= What you are asked to do =
Go through the material below and copy each line where the word "NotFound" appears.

= Exercise data =

#[cfg(test)]
#[allow(
    clippy::unwrap_used,
    clippy::redundant_clone,
    clippy::manual_string_new,
    clippy::needless_collect,
    clippy::unreadable_literal,
    clippy::used_underscore_items,
    clippy::similar_names
)]
mod tests {
    use super::*;
    use crate::message::Message;
    use std::cell::Cell;
    use std::collections::HashMap;
    use std::path::PathBuf;

    #[derive(Default)]
    struct MemorySource {
        files: HashMap<PathBuf, Vec<u8>>,
        reads: Cell<usize>,
    }

    impl MemorySource {
        fn with_file(path: &str, data: &[u8]) -> Self {
            let mut source = Self::default();
            source.files.insert(PathBuf::from(path), data.to_vec());
            source
        }
    }

    impl AttachmentSource for MemorySource {
        fn read(&self, path: &Path) -> io::Result<Vec<u8>> {
            self.reads.set(self.reads.get() + 1);
            self.files
                .get(path)
                .cloned()
                .ok_or_else(|| io::Error::new(io::ErrorKind::NotFound, "no such file"))
        }
    }

    fn sender() -> Sender {
        Sender {
            address: "noreply@example.com".to_string(),
            display_name: "Example Støre".to_string(),
            reply_to: Some("support@example.com".to_string()),
        }
    }

    fn builder(source: MemorySource) -> MessageBuilder<MemorySource> {
        MessageBuilder::new(sender(), "storage").with_source(source)
    }

    fn header_block(raw: &[u8]) -> String {
        let text = String::from_utf8_lossy(raw);
        text.split("\r\n\r\n").next().unwrap().to_string()
    }

    #[test]
    fn test_plain_only() {
        let email = OutgoingEmail::new("Hello").to("a@x.com").text_body("Hi there");
        let built = builder(MemorySource::default()).build(&email).unwrap();
        let message = Message::parse(built.as_bytes()).unwrap();

        assert_eq!(message.to(), Some("a@x.com"));
        assert_eq!(message.parts.len(), 1);
        assert_eq!(
            message.parts[0].headers.get("Content-Type"),
            Some("text/plain; charset=UTF-8")
        );
        assert_eq!(message.parts[0].body_text().unwrap(), "Hi there");
        assert!(!String::from_utf8_lossy(built.as_bytes()).contains("multipart/alternative"));
    }

    #[test]
    fn test_html_only() {
        let email = OutgoingEmail::new("Hello").to("a@x.com").html_body("<b>Hi</b>");
        let built = builder(MemorySource::default()).build(&email).unwrap();
        let message = Message::parse(built.as_bytes()).unwrap();

        assert_eq!(message.parts.len(), 1);
        assert_eq!(
            message.parts[0].headers.get("Content-Type"),
            Some("text/html; charset=UTF-8")
        );
        assert_eq!(message.html_part().unwrap(), "<b>Hi</b>");
    }

    #[test]
    fn test_plain_and_html_nest_alternative() {
        let email = OutgoingEmail::new("Hello")
            .to("a@x.com")
            .text_body("Hi there")
            .html_body("<p>Hi there</p>");
        let built = builder(MemorySource::default()).build(&email).unwrap();
        let message = Message::parse(built.as_bytes()).unwrap();

        assert_eq!(message.parts.len(), 1);
        let outer = message.content_type().unwrap();
        let inner = message.parts[0].content_type().unwrap();
        assert!(inner.is("multipart", "alternative"));
        assert_ne!(outer.boundary(), inner.boundary());

        let alternatives = message.parts[0].subparts().unwrap();
        assert_eq!(alternatives.len(), 2);
        assert_eq!(
            alternatives[0].headers.get("Content-Type"),
            Some("text/plain; charset=UTF-8")
        );
        assert_eq!(
            alternatives[1].headers.get("Content-Type"),
            Some("text/html; charset=UTF-8")
        );
        assert_eq!(alternatives[0].body_text().unwrap(), "Hi there");
        assert_eq!(alternatives[1].body_text().unwrap(), "<p>Hi there</p>");
    }

    #[test]
    fn test_header_order_and_values() {
        let email = OutgoingEmail::new("Hello")
            .to("a@x.com")
            .to("b@x.com")
            .text_body("Hi");
        let built = builder(MemorySource::default()).build(&email).unwrap();
        let head = header_block(built.as_bytes());
        let names: Vec<&str> = head
            .lines()
            .filter(|line| !line.starts_with(' '))
            .filter_map(|line| line.split_once(':').map(|(name, _)| name))
            .collect();

        assert_eq!(
            names,
            ["MIME-Version", "Date", "From", "To", "Subject", "Reply-To", "Content-Type"]
        );
        assert!(head.contains("MIME-Version: 1.0\r\n"));
        assert!(head.contains("From: =?UTF-8?B?RXhhbXBsZSBTdMO4cmU=?= <noreply@example.com>\r\n"));
        assert!(head.contains("To: a@x.com, b@x.com\r\n"));
        assert!(head.contains("Subject: =?UTF-8?B?SGVsbG8=?=\r\n"));
        assert!(head.contains("Reply-To: support@example.com\r\n"));
        assert!(head.contains("Content-Type: multipart/mixed; boundary=\"=_mp_"));
    }

    #[test]
    fn test_reply_to_omitted_when_unset() {
        let sender = Sender {
            address: "noreply@example.com".to_string(),
            display_name: String::new(),
            reply_to: None,
        };
        let email = OutgoingEmail::new("Hello").to("a@x.com").text_body("Hi");
        let built = MessageBuilder::new(sender, "storage").build(&email).unwrap();
        let head = header_block(built.as_bytes());

        assert!(!head.contains("Reply-To"));
        assert!(head.contains("From: noreply@example.com\r\n"));
    }

    #[test]
    fn test_crlf_line_endings_throughout() {
        let email = OutgoingEmail::new("Hello")
            .to("a@x.com")
            .text_body("line one\nline two")
            .html_body("<p>one</p>\n<p>two</p>");
        let built = builder(MemorySource::default()).build(&email).unwrap();
        let raw = built.as_bytes();

        for (index, byte) in raw.iter().enumerate() {
            if *byte == b'\n' {
                assert_eq!(raw[index - 1], b'\r', "bare LF at offset {index}");
            }
        }
        assert!(raw.ends_with(b"--\r\n"));
    }

    #[test]
    fn test_non_ascii_body_uses_quoted_printable() {
        let email = OutgoingEmail::new("Hello").to("a@x.com").text_body("Grüße");
        let built = builder(MemorySource::default()).build(&email).unwrap();
        let message = Message::parse(built.as_bytes()).unwrap();

        assert!(built.as_bytes().is_ascii());
        assert_eq!(
            message.parts[0].transfer_encoding(),
            TransferEncoding::QuotedPrintable
        );
        assert_eq!(message.text_part().unwrap(), "Grüße");
    }

    #[test]
    fn test_lone_carriage_return_survives() {
        for body in ["\r", "Hello\r"] {
            let email = OutgoingEmail::new("Hello").to("a@x.com").text_body(body);
            let built = builder(MemorySource::default()).build(&email).unwrap();
            let message = Message::parse(built.as_bytes()).unwrap();

            assert_eq!(message.parts[0].transfer_encoding(), TransferEncoding::QuotedPrintable);
            assert_eq!(message.text_part().unwrap(), body);
        }
    }

    #[test]
    fn test_empty_body_fails() {
        let source = MemorySource::with_file("storage/a.txt", b"data");
        let email = OutgoingEmail::new("Hello")
            .to("a@x.com")
            .text_body("")
            .html_body("")
            .attach("elsewhere/a.txt");
        let builder = builder(source);

        assert!(matches!(builder.build(&email), Err(Error::EmptyBody)));
        assert_eq!(builder.source.reads.get(), 0);
    }

    #[test]
    fn test_invalid_attachment_path_fails_before_read() {
        let source = MemorySource::with_file("other/a.txt", b"data");
        let builder = builder(source);

        for path in ["other/a.txt", "storage", "storagex/a.txt", "storage/../etc/passwd"] {
            let email = OutgoingEmail::new("Hello").text_body("Hi").attach(path);
            let err = builder.build(&email).unwrap_err();
            assert!(
                matches!(err, Error::InvalidAttachmentPath { ref prefix, .. } if prefix == "storage/"),
                "{path}: {err}"
            );
        }
        assert_eq!(builder.source.reads.get(), 0);
    }

    #[test]
    fn test_unreadable_attachment() {
        let email = OutgoingEmail::new("Hello")
            .text_body("Hi")
            .attach("storage/missing.pdf");
        let err = builder(MemorySource::default()).build(&email).unwrap_err();

        match err {
            Error::AttachmentRead { path, source } => {
                assert_eq!(path, "storage/missing.pdf");
                assert_eq!(source.kind(), io::ErrorKind::NotFound);
            }
            other => panic!("unexpected error: {other}"),
        }
    }

    #[test]
    fn test_attachment_part() {
        let data: Vec<u8> = (0..=255u8).cycle().take(1000).collect();
        let source = MemorySource::with_file("storage/reports/q3.pdf", &data);
        let email = OutgoingEmail::new("Report")
            .to("a@x.com")
            .text_body("See attached")
            .attach("storage/reports/q3.pdf");
        let built = builder(source).build(&email).unwrap();
        let message = Message::parse(built.as_bytes()).unwrap();

        assert_eq!(message.parts.len(), 2);
        let attachment = &message.parts[1];
        assert_eq!(attachment.headers.get("Content-Type"), Some("application/pdf"));
        assert_eq!(
            attachment.headers.get("Content-Disposition"),
            Some("attachment; filename=\"q3.pdf\"")
        );
        assert_eq!(attachment.transfer_encoding(), TransferEncoding::Base64);
        assert!(attachment.body.split(|b| *b == b'\n').all(|line| line.len() <= 77));
        assert_eq!(attachment.decode_body().unwrap(), data);
    }

    #[test]
    fn test_unknown_extension_defaults_to_octet_stream() {
        let source = MemorySource::with_file("storage/blob.zzqx", b"\x00\x01");
        let email = OutgoingEmail::new("Blob").text_body("Hi").attach("storage/blob.zzqx");
        let built = builder(source).build(&email).unwrap();
        let message = Message::parse(built.as_bytes()).unwrap();

        assert_eq!(
            message.attachments().unwrap()[0].headers.get("Content-Type"),
            Some("application/octet-stream")
        );
    }

    #[test]
    fn test_non_ascii_filename() {
        let source = MemorySource::with_file("storage/résumé.txt", b"cv");
        let email = OutgoingEmail::new("CV").text_body("Hi").attach("storage/résumé.txt");
        let built = builder(source).build(&email).unwrap();
        let message = Message::parse(built.as_bytes()).unwrap();
        let attachment = &message.attachments().unwrap()[0];

        assert_eq!(
            attachment.headers.get("Content-Disposition"),
            Some("attachment; filename*=UTF-8''r%C3%A9sum%C3%A9.txt")
        );
        assert_eq!(attachment.filename().as_deref(), Some("résumé.txt"));
    }

    #[test]
    fn test_subject_round_trip() {
        let subject = "Ärger über Öl – 日本語の件名 🚀";
        let email = OutgoingEmail::new(subject).to("a@x.com").text_body("Hi");
        let built = builder(MemorySource::default()).build(&email).unwrap();
        let message = Message::parse(built.as_bytes()).unwrap();

        assert_eq!(message.decoded_subject().unwrap().as_deref(), Some(subject));
    }

    #[test]
    fn test_fresh_boundaries_per_message() {
        let email = OutgoingEmail::new("Hello").text_body("Hi").html_body("<p>Hi</p>");
        let builder = builder(MemorySource::default());
        let first = Message::parse(builder.build(&email).unwrap().as_bytes()).unwrap();
        let second = Message::parse(builder.build(&email).unwrap().as_bytes()).unwrap();

        assert_ne!(
            first.content_type().unwrap().boundary(),
            second.content_type().unwrap().boundary()
        );
    }

    #[test]
    fn test_long_recipient_list_is_folded() {
        let mut email = OutgoingEmail::new("Hello").text_body("Hi");
        for index in 0..60 {
            email = email.to(format!("recipient-number-{index:03}@example.com"));
        }
        let raw = builder(MemorySource::default()).build(&email).unwrap();
        let text = String::from_utf8(raw.into_bytes()).unwrap();

        let longest = text.split("\r\n").map(str::len).max().unwrap();
        assert!(longest <= MAX_LINE_OCTETS, "longest line = {longest}");
        let head = header_block(text.as_bytes());
        let to_lines: Vec<&str> = head
            .split("\r\n")
            .skip_while(|line| !line.starts_with("To: "))
            .take_while(|line| line.starts_with("To: ") || line.starts_with(' '))
            .collect();
        assert!(to_lines.len() > 1);
        for line in to_lines {
            assert!(line.len() <= FOLD_COLUMN, "{line:?}");
        }

        let message = Message::parse(text.as_bytes()).unwrap();
        assert_eq!(message.to(), Some(email.to.join(", ").as_str()));
    }

    #[test]
    fn test_address_list_folding() {
        let short = vec!["a@x.com".to_string(), "b@x.com".to_string()];
        assert_eq!(address_list("To", &short), "a@x.com, b@x.com");

        let long: Vec<String> = (0..3).map(|i| format!("{}{i}@example.com", "x".repeat(30))).collect();
        let folded = address_list("To", &long);
        assert_eq!(folded.matches(",\r\n ").count(), 2);
    }

    #[test]
    fn test_oversized_address_is_rejected() {
        let address = format!("{}@example.com", "x".repeat(MAX_LINE_OCTETS));
        let email = OutgoingEmail::new("Hello").text_body("Hi").to(address);

        let err = builder(MemorySource::default()).build(&email).unwrap_err();
        assert!(matches!(err, Error::InvalidHeader(_)), "{err}");
    }

    #[test]
    fn test_header_injection_is_rejected() {
        let source = MemorySource::with_file("storage/a.txt", b"data");
        let builder = builder(source);
        let email = OutgoingEmail::new("s")
            .text_body("x")
            .to("a@x.com\r\nBcc: spy@evil.com")
            .attach("storage/a.txt");

        let err = builder.build(&email).unwrap_err();
        assert!(matches!(err, Error::InvalidHeader(_)), "{err}");
        assert_eq!(builder.source.reads.get(), 0);
    }

    #[test]
    fn test_reply_to_injection_is_rejected() {
        let sender = Sender {
            reply_to: Some("support@x.com\nX-Evil: 1".to_string()),
            ..sender()
        };
        let email = OutgoingEmail::new("s").text_body("x").to("a@x.com");

        let err = MessageBuilder::new(sender, "storage").build(&email).unwrap_err();
        assert!(matches!(err, Error::InvalidHeader(_)), "{err}");
    }

    #[test]
    fn test_percent_encode() {
        assert_eq!(percent_encode("a b.txt"), "a%20b.txt");
        assert_eq!(percent_encode("ü"), "%C3%BC");
    }
}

= Exercise solution =
                .ok_or_else(|| io::Error::new(io::ErrorKind::NotFound, "no such file"))
                assert_eq!(source.kind(), io::ErrorKind::NotFound);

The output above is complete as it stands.